Picture a nursery filled with new-born babies all lying quietly in their tiny cribs, suddenly one begins to cry feebly and surprisingly one by one the others join in- psychologists call this empathy – which is the capacity to experience someone else’s pain as one’s own and respond in the best way one can.
This same attribute is exhibited by toddlers as well - in the first few weeks of a nursery or a kindergarten class when one child begins to cry and if he or she is not pacified quickly, the other children will join in and raise quite a din–all on account of toddler empathy.
Very young children are usually quite selfish but when they find a fellow being in distress they might decide to part with their favourite toy just to comfort another - especially if she or he has been the cause of this distress but some toddlers are downright altruistic - they stop their play and rush to the aid of a distraught one with a touch, a token or a kind look. It would seem that we humans are quite capable of selflessness and empathy when we start out in life.
And starting with school all the way through college and beyond humans are capable of sympathy- they are capable of compassion, , commiseration, congeniality -and respond with kindness to others' distress- so unlike early childhood we just don’t stop with feeling the pain but translate empathy into direct action to address the problem.
Long lasting friendships are forged through these years and we witness people becoming less and less emotionally dependent on their immediate family and more and more focused on the world outside. Life is rife with numerous examples of kindness – from helping a close friend pay for his college tuition to helping a perfect stranger with a blood donation. Individuals jointly fight for a cause and seek justice. People volunteer when disaster strikes like an earthquake or a tsunami. People even travel to other countries as voluntary aid workers, to participate in disaster management efforts.
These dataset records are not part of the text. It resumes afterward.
//! Raw pointer and wheel input as delivered by the host surface.

use crate::constants::{BUTTON_AUXILIARY, BUTTON_PRIMARY, BUTTON_SECONDARY};
use crate::types::ScreenOffset;

#[derive(Clone, Copy, Debug, PartialEq, Eq, Hash)]
pub struct PointerId(pub i32);

/// Pointer button decoded from the platform's button code.
#[derive(Clone, Copy, Debug, PartialEq, Eq)]
pub enum PointerButton {
    /// Code 0, usually the left mouse button
    Primary,
    /// Code 1, usually the middle mouse button
    Auxiliary,
    /// Code 2, usually the right mouse button
    Secondary,
    Other(i16),
}

impl PointerButton {
    pub fn from_code(code: i16) -> Self {
        match code {
            BUTTON_PRIMARY => Self::Primary,
            BUTTON_AUXILIARY => Self::Auxiliary,
            BUTTON_SECONDARY => Self::Secondary,
            other => Self::Other(other),
        }
    }
}

#[derive(Clone, Copy, Debug, Default, PartialEq, Eq)]
pub struct Modifiers {
    pub shift: bool,
    pub ctrl: bool,
    pub alt: bool,
    pub meta: bool,
}

impl Modifiers {
    pub fn ctrl() -> Self {
        Self {
            ctrl: true,
            ..Self::default()
        }
    }
}

/// A pointer down/move/up sample.
#[derive(Clone, Copy, Debug)]
pub struct PointerEvent {
    pub pointer_id: PointerId,
    /// Raw button code of the button that changed (meaningful on down/up)
    pub button: i16,
    /// Position in client (window) coordinates
    pub client: ScreenOffset,
    /// Client-space position of the event target's top-left corner
    pub target_origin: ScreenOffset,
    pub modifiers: Modifiers,
}

impl PointerEvent {
    pub fn new(pointer_id: PointerId, button: i16, client: ScreenOffset) -> Self {
        Self {
            pointer_id,
            button,
            client,
            target_origin: ScreenOffset::default(),
            modifiers: Modifiers::default(),
        }
    }

    pub fn with_target_origin(mut self, origin: ScreenOffset) -> Self {
        self.target_origin = origin;
        self
    }

    pub fn with_modifiers(mut self, modifiers: Modifiers) -> Self {
        self.modifiers = modifiers;
        self
    }

    pub fn pointer_button(&self) -> PointerButton {
        PointerButton::from_code(self.button)
    }

    /// Position relative to the drawing surface
    #[inline]
    pub fn offset(&self) -> ScreenOffset {
        self.client - self.target_origin
    }
}

/// A wheel notch or trackpad scroll.
#[derive(Clone, Copy, Debug)]
pub struct WheelEvent {
    pub client: ScreenOffset,
    pub target_origin: ScreenOffset,
    pub delta_y: f64,
    pub modifiers: Modifiers,
}

impl WheelEvent {
    pub fn new(delta_y: f64, modifiers: Modifiers) -> Self {
        Self {
            client: ScreenOffset::default(),
            target_origin: ScreenOffset::default(),
            delta_y,
            modifiers,
        }
    }

    /// Whether this wheel event should zoom instead of scroll.
    pub fn is_zoom_gesture(&self) -> bool {
        self.modifiers.ctrl
    }
}

#[derive(Clone, Copy, Debug)]
pub enum InputEvent {
    PointerDown(PointerEvent),
    PointerMove(PointerEvent),
    PointerUp(PointerEvent),
    Wheel(WheelEvent),
}

/// Pointer capture change the host should apply to its surface.
#[derive(Clone, Copy, Debug, PartialEq, Eq)]
pub enum CaptureRequest {
    Capture(PointerId),
    Release(PointerId),
}

/// What the host should do with the native event after the board handled it.
#[derive(Clone, Copy, Debug, Default, PartialEq, Eq)]
pub struct EventResponse {
    /// Suppress the platform's default behavior (e.g. page scroll)
    pub prevent_default: bool,
    pub capture: Option<CaptureRequest>,
}

impl EventResponse {
    pub fn ignored() -> Self {
        Self::default()
    }

    pub fn prevent_default() -> Self {
        Self {
            prevent_default: true,
            capture: None,
        }
    }

    pub fn capture(pointer_id: PointerId) -> Self {
        Self {
            prevent_default: false,
            capture: Some(CaptureRequest::Capture(pointer_id)),
        }
    }

    pub fn release(pointer_id: PointerId) -> Self {
        Self {
            prevent_default: false,
            capture: Some(CaptureRequest::Release(pointer_id)),
        }
    }
}
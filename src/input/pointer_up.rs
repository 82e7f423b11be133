//! Pointer up handling - closes the open session.

use crate::board::Board;
use crate::input::{EventResponse, PointerEvent};
use crate::types::Element;
use tracing::debug;

impl<E: Element> Board<E> {
    pub fn handle_pointer_up(&mut self, event: &PointerEvent) -> EventResponse {
        if !self.input_state.is_owned_by(event.pointer_id) {
            return EventResponse::ignored();
        }

        if let Some(element_id) = self.input_state.dragged_element_id() {
            debug!(element = %element_id, "Element drag finished");
        } else {
            debug!(x = self.viewport.corner.x, y = self.viewport.corner.y, "Viewport pan finished");
        }

        // Dropping the session is what stops later moves from driving it
        self.input_state.reset();
        EventResponse::release(event.pointer_id)
    }
}
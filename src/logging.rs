//! Tracing subscriber setup for hosts that don't install their own.

use tracing_subscriber::EnvFilter;

const DEFAULT_FILTER: &str = "omegaboard=info";

/// Install a fmt subscriber filtered by `RUST_LOG` (default `omegaboard=info`).
///
/// Safe to call more than once; only the first call installs anything.
pub fn init() {
    let filter = EnvFilter::try_from_default_env().unwrap_or_else(|_| EnvFilter::new(DEFAULT_FILTER));

    if tracing_subscriber::fmt()
        .with_env_filter(filter)
        .with_target(true)
        .try_init()
        .is_err()
    {
        tracing::debug!("Tracing subscriber already installed");
    }
}
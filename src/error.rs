//! Error types for board configuration.
//!
//! The interaction core itself never fails; only loading and saving settings
//! touches anything fallible.

use thiserror::Error;

/// Errors that can occur while loading, saving or validating settings
#[derive(Error, Debug)]
pub enum SettingsError {
    /// IO error from std::io
    #[error("IO error: {0}")]
    Io(#[from] std::io::Error),

    /// JSON parsing error from serde_json
    #[error("JSON parse error: {0}")]
    Json(#[from] serde_json::Error),

    /// Settings parsed but hold unusable values
    #[error("Invalid settings: {0}")]
    Invalid(String),
}

/// Result type alias for settings operations
pub type SettingsResult<T> = Result<T, SettingsError>;
//! Element drag workflows.

use crate::helpers::{MOUSE, PEN, TestBoardBuilder, count_redraws, eid, move_to, position_of, press, release};
use omegaboard::{CaptureRequest, WorldPoint};

#[test]
fn test_drag_moves_hovered_element() {
    let mut board = TestBoardBuilder::new().with_shape(1, (1000, 1000), (100, 100)).build();

    board.handle_event(&move_to(MOUSE, 10.0, 10.0));
    assert_eq!(board.hover_element_id(), Some(eid(1)));

    let response = board.handle_event(&press(MOUSE, 0, 10.0, 10.0));
    assert_eq!(response.capture, Some(CaptureRequest::Capture(MOUSE)));
    assert!(board.input_state().is_dragging_element());

    board.handle_event(&move_to(MOUSE, 30.0, 25.0));
    assert_eq!(position_of(&board, 1), WorldPoint::new(1020, 1015));

    let response = board.handle_event(&release(MOUSE, 0, 30.0, 25.0));
    assert_eq!(response.capture, Some(CaptureRequest::Release(MOUSE)));
    assert!(board.input_state().is_idle());
}

#[test]
fn test_drag_is_anchored_to_session_start() {
    let mut board = TestBoardBuilder::new()
        .with_scale(2.0)
        .with_corner(0, 0)
        .with_shape(1, (0, 0), (100, 100))
        .build();

    board.handle_event(&move_to(MOUSE, 10.0, 10.0));
    board.handle_event(&press(MOUSE, 0, 10.0, 10.0));
    for x in [13.0, 17.0, 24.0, 31.0] {
        board.handle_event(&move_to(MOUSE, x, 10.0));
    }

    // 21px at scale 2 is 10.5 world units, rounded once from the start position
    assert_eq!(position_of(&board, 1), WorldPoint::new(11, 0));
}

#[test]
fn test_drag_targets_topmost_element() {
    let mut board = TestBoardBuilder::new()
        .with_shape(1, (1000, 1000), (100, 100))
        .with_shape(2, (1050, 1050), (100, 100))
        .build();

    board.handle_event(&move_to(MOUSE, 60.0, 60.0));
    board.handle_event(&press(MOUSE, 0, 60.0, 60.0));
    board.handle_event(&move_to(MOUSE, 70.0, 60.0));

    assert_eq!(position_of(&board, 1), WorldPoint::new(1000, 1000));
    assert_eq!(position_of(&board, 2), WorldPoint::new(1060, 1050));
}

#[test]
fn test_press_without_hover_starts_no_drag() {
    let mut board = TestBoardBuilder::new().with_shape(1, (1000, 1000), (100, 100)).build();

    board.handle_event(&move_to(MOUSE, 500.0, 500.0));
    assert_eq!(board.hover_element_id(), None);

    let response = board.handle_event(&press(MOUSE, 0, 500.0, 500.0));
    assert_eq!(response.capture, None);
    assert!(board.input_state().is_idle());

    board.handle_event(&move_to(MOUSE, 50.0, 50.0));
    assert_eq!(position_of(&board, 1), WorldPoint::new(1000, 1000));
}

#[test]
fn test_press_on_removed_element_starts_no_drag() {
    let mut board = TestBoardBuilder::new().with_shape(1, (1000, 1000), (100, 100)).build();

    board.handle_event(&move_to(MOUSE, 10.0, 10.0));
    board.layer_mut().remove(eid(1));
    assert_eq!(board.hover_element_id(), Some(eid(1)));

    board.handle_event(&press(MOUSE, 0, 10.0, 10.0));
    assert!(board.input_state().is_idle());
}

#[test]
fn test_moves_after_release_are_ignored() {
    let mut board = TestBoardBuilder::new().with_shape(1, (1000, 1000), (100, 100)).build();

    board.handle_event(&move_to(MOUSE, 10.0, 10.0));
    board.handle_event(&press(MOUSE, 0, 10.0, 10.0));
    board.handle_event(&move_to(MOUSE, 20.0, 10.0));
    board.handle_event(&release(MOUSE, 0, 20.0, 10.0));
    board.handle_event(&move_to(MOUSE, 80.0, 80.0));

    assert_eq!(position_of(&board, 1), WorldPoint::new(1010, 1000));
}

#[test]
fn test_other_pointer_does_not_drive_drag() {
    let mut board = TestBoardBuilder::new().with_shape(1, (1000, 1000), (100, 100)).build();

    board.handle_event(&move_to(MOUSE, 10.0, 10.0));
    board.handle_event(&press(MOUSE, 0, 10.0, 10.0));
    board.handle_event(&move_to(PEN, 60.0, 60.0));
    board.handle_event(&release(PEN, 0, 60.0, 60.0));

    assert_eq!(position_of(&board, 1), WorldPoint::new(1000, 1000));
    assert!(board.input_state().is_dragging_element());
}

#[test]
fn test_press_and_release_do_not_redraw() {
    let mut board = TestBoardBuilder::new().with_shape(1, (1000, 1000), (100, 100)).build();
    let redraws = count_redraws(&mut board);

    board.handle_event(&move_to(MOUSE, 10.0, 10.0));
    board.handle_event(&press(MOUSE, 0, 10.0, 10.0));
    board.handle_event(&move_to(MOUSE, 15.0, 10.0));
    board.handle_event(&move_to(MOUSE, 20.0, 10.0));
    board.handle_event(&release(MOUSE, 0, 20.0, 10.0));

    assert_eq!(redraws.get(), 3);
}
But the greatest paradox is that somewhere along the way – even maybe as part of gaining adulthood and becoming successful in life we humans let logic and reason dominate our thinking and we withdraw our gaze little by little from the outer world. Slowly but steadily all of our actions pass through these filters of logic and reason and financial considerations. We summarily dismiss calls to action and social justice as the exuberance of youth.
However this earth that we inhabit has been the site of unspeakable and unimaginable acts of cruelty and violence– we are guilty of the genocide that began with the Holocaust, and continues today in countries in Africa like Darfur for example– the many wars that have wrecked many nations and it would seem that we are guilty of not just perpetrating violence but are also guilty of being silent spectators-– we are guilty of apathy.
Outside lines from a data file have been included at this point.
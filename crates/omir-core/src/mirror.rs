//! Full-mirror mode: clone-if-absent / fast-forward-update-if-present.
//!
//! Only fast-forward updates are applied. Diverged history keeps the
//! existing local state; the caller treats any error here as non-fatal for
//! the owning target.

use anyhow::{Context, Result};
use git2::build::CheckoutBuilder;
use git2::Repository;
use std::fs;
use std::path::Path;

/// What the clone/update operation did.
#[derive(Debug, Clone, Copy, PartialEq, Eq)]
pub enum MirrorUpdate {
    Cloned,
    FastForwarded,
    UpToDate,
}

/// Clones `remote_url` into `local_path`, or fast-forwards the default
/// branch when a repository already exists there.
pub fn clone_or_update(remote_url: &str, local_path: &Path) -> Result<MirrorUpdate> {
    if local_path.join(".git").exists() {
        let repo = Repository::open(local_path)
            .with_context(|| format!("open repo {}", local_path.display()))?;
        fast_forward(&repo).with_context(|| format!("update repo {}", local_path.display()))
    } else {
        if let Some(parent) = local_path.parent() {
            fs::create_dir_all(parent)
                .with_context(|| format!("create dir {}", parent.display()))?;
        }
        Repository::clone(remote_url, local_path)
            .with_context(|| format!("clone {}", remote_url))?;
        Ok(MirrorUpdate::Cloned)
    }
}

fn fast_forward(repo: &Repository) -> Result<MirrorUpdate> {
    let mut remote = repo.find_remote("origin").context("no origin remote")?;
    remote
        .fetch(&[] as &[&str], None, None)
        .context("fetch origin")?;

    let fetch_head = repo
        .find_reference("FETCH_HEAD")
        .context("no FETCH_HEAD after fetch")?;
    let fetch_commit = repo.reference_to_annotated_commit(&fetch_head)?;
    let (analysis, _) = repo.merge_analysis(&[&fetch_commit])?;

    if analysis.is_up_to_date() {
        return Ok(MirrorUpdate::UpToDate);
    }
    if analysis.is_fast_forward() {
        let refname = {
            let head = repo.head().context("resolve HEAD")?;
            head.name().context("non-utf8 HEAD name")?.to_string()
        };
        let mut reference = repo.find_reference(&refname)?;
        reference.set_target(fetch_commit.id(), "fast-forward")?;
        repo.set_head(&refname)?;
        repo.checkout_head(Some(CheckoutBuilder::default().force()))?;
        return Ok(MirrorUpdate::FastForwarded);
    }

    // Diverged history: the local mirror keeps its current state.
    tracing::warn!(
        path = %repo.path().display(),
        "history diverged, keeping local state"
    );
    Ok(MirrorUpdate::UpToDate)
}
//! Sync targets: one merged catalog entry mapped to a local mirror path.

use std::path::{Component, Path, PathBuf};

use crate::catalog::CatalogEntry;

/// Role of a target, resolved once from the catalog flags. Dispatch happens
/// over this variant, not over the raw booleans.
#[derive(Debug, Clone, Copy, PartialEq, Eq)]
pub enum TargetRole {
    Plugin,
    Theme,
    PluginAndTheme,
}

impl TargetRole {
    /// None means the entry carries no role and the target is invalid.
    pub fn from_entry(entry: &CatalogEntry) -> Option<Self> {
        match (entry.plugin, entry.theme) {
            (true, true) => Some(Self::PluginAndTheme),
            (true, false) => Some(Self::Plugin),
            (false, true) => Some(Self::Theme),
            (false, false) => None,
        }
    }

    pub fn is_plugin(self) -> bool {
        matches!(self, Self::Plugin | Self::PluginAndTheme)
    }

    pub fn is_theme(self) -> bool {
        matches!(self, Self::Theme | Self::PluginAndTheme)
    }
}

/// One unit of scheduled work: a catalog entry plus its mirror path.
/// Paths are disjoint across targets because identifiers are unique.
#[derive(Debug, Clone)]
pub struct SyncTarget {
    pub entry: CatalogEntry,
    pub local_path: PathBuf,
}

impl SyncTarget {
    /// Namespace-preserving path: `<root>/<owner>/<name>`.
    pub fn new(entry: CatalogEntry, root: &Path) -> Self {
        let local_path = root.join(&entry.repo);
        Self { entry, local_path }
    }
}

/// Builds the immutable target set for a run.
pub fn build_targets(entries: Vec<CatalogEntry>, root: &Path) -> Vec<SyncTarget> {
    entries
        .into_iter()
        .map(|entry| SyncTarget::new(entry, root))
        .collect()
}

/// Validates an extra-file path from the catalog before joining it under the
/// target directory. Rejects absolute paths and any `..` component.
pub fn safe_relative_path(raw: &str) -> Option<PathBuf> {
    let path = Path::new(raw);
    if raw.is_empty() || path.is_absolute() {
        return None;
    }
    for component in path.components() {
        match component {
            Component::Normal(_) => {}
            _ => return None,
        }
    }
    Some(path.to_path_buf())
}

#[cfg(test)]
mod tests {
    use super::*;

    fn entry(repo: &str) -> CatalogEntry {
        CatalogEntry {
            repo: repo.to_string(),
            plugin: true,
            theme: false,
            extra_files: Vec::new(),
        }
    }

    #[test]
    fn local_path_preserves_namespace() {
        let target = SyncTarget::new(entry("owner/repo"), Path::new("/srv/mirror"));
        assert_eq!(
            target.local_path,
            PathBuf::from("/srv/mirror/owner/repo")
        );
    }

    #[test]
    fn role_resolution() {
        let mut e = entry("a/b");
        assert_eq!(TargetRole::from_entry(&e), Some(TargetRole::Plugin));
        e.theme = true;
        assert_eq!(TargetRole::from_entry(&e), Some(TargetRole::PluginAndTheme));
        e.plugin = false;
        assert_eq!(TargetRole::from_entry(&e), Some(TargetRole::Theme));
        e.theme = false;
        assert_eq!(TargetRole::from_entry(&e), None);
    }

    #[test]
    fn safe_relative_path_accepts_subdirs() {
        assert_eq!(
            safe_relative_path("images/screenshot.png"),
            Some(PathBuf::from("images/screenshot.png"))
        );
    }

    #[test]
    fn safe_relative_path_rejects_escapes() {
        assert_eq!(safe_relative_path("../../etc/passwd"), None);
        assert_eq!(safe_relative_path("/etc/passwd"), None);
        assert_eq!(safe_relative_path("a/../b"), None);
        assert_eq!(safe_relative_path(""), None);
    }
}
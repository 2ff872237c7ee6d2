//! Permit-bounded fan-out of target synchronizations.
//!
//! Admits at most C units at once via counting permits, joins on completion,
//! and folds each unit's timing and on-disk footprint into the shared
//! progress tally.

mod parallel;
mod permit;
mod progress;

pub use parallel::run_targets;
pub use permit::{SyncPermit, SyncPermits};
pub use progress::{ProgressSnapshot, ProgressTracker};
We have conveniently turned the Japanese maxim of see no evil, hear no evil and speak no evil to I will not see the evil, I will not hear the evil and I will not speak out against evil. A social conscience is not the responsibility of the media, the police, the judiciary and organizations like Amnesty International alone but it is also the responsibility of every individual.
John Donne a 17th Century poet, said- “ No man is an island” what he meant was that we are all part of a society and we exist as cogs of a giant human wheel and we cannot ignore the evil that abounds in society as long as we are not affected by it- he says –“any man's death diminishes me, because I am involved in mankind,”
I would also like to quote a very famous saying attributed to Martin Niemöller a German pastor and theologian
When the Nazis came for the communists,
I remained silent;
I was not a communist.
When they locked up the social democrats,
I remained silent;
I was not a social democrat.
When they came for the trade unionists,
I did not speak out;
I was not a trade unionist.
When they came for me,
there was no one left to speak out.
Although, in the aftermath of a crisis there is a huge uproar in the media and Arnab Goswami may express his outrage and we all do join in– but people’s memories are quite short lived and every scandal and sensational news quickly fades from public memory and very rarely are perpetrators brought to book. Our social and political apathy makes us live safely cocooned in our own little worlds oblivious to the tragedies taking place around us.
What we need to ask ourselves is does adulthood cause this apathy, this dehumanization or does our humanity simply lie dormant somewhere deep within and can be awakened with the right stimulus.
For all our sakes I do hope that this is indeed the case and that we are definitely capable of the empathy we were capable of even as infants.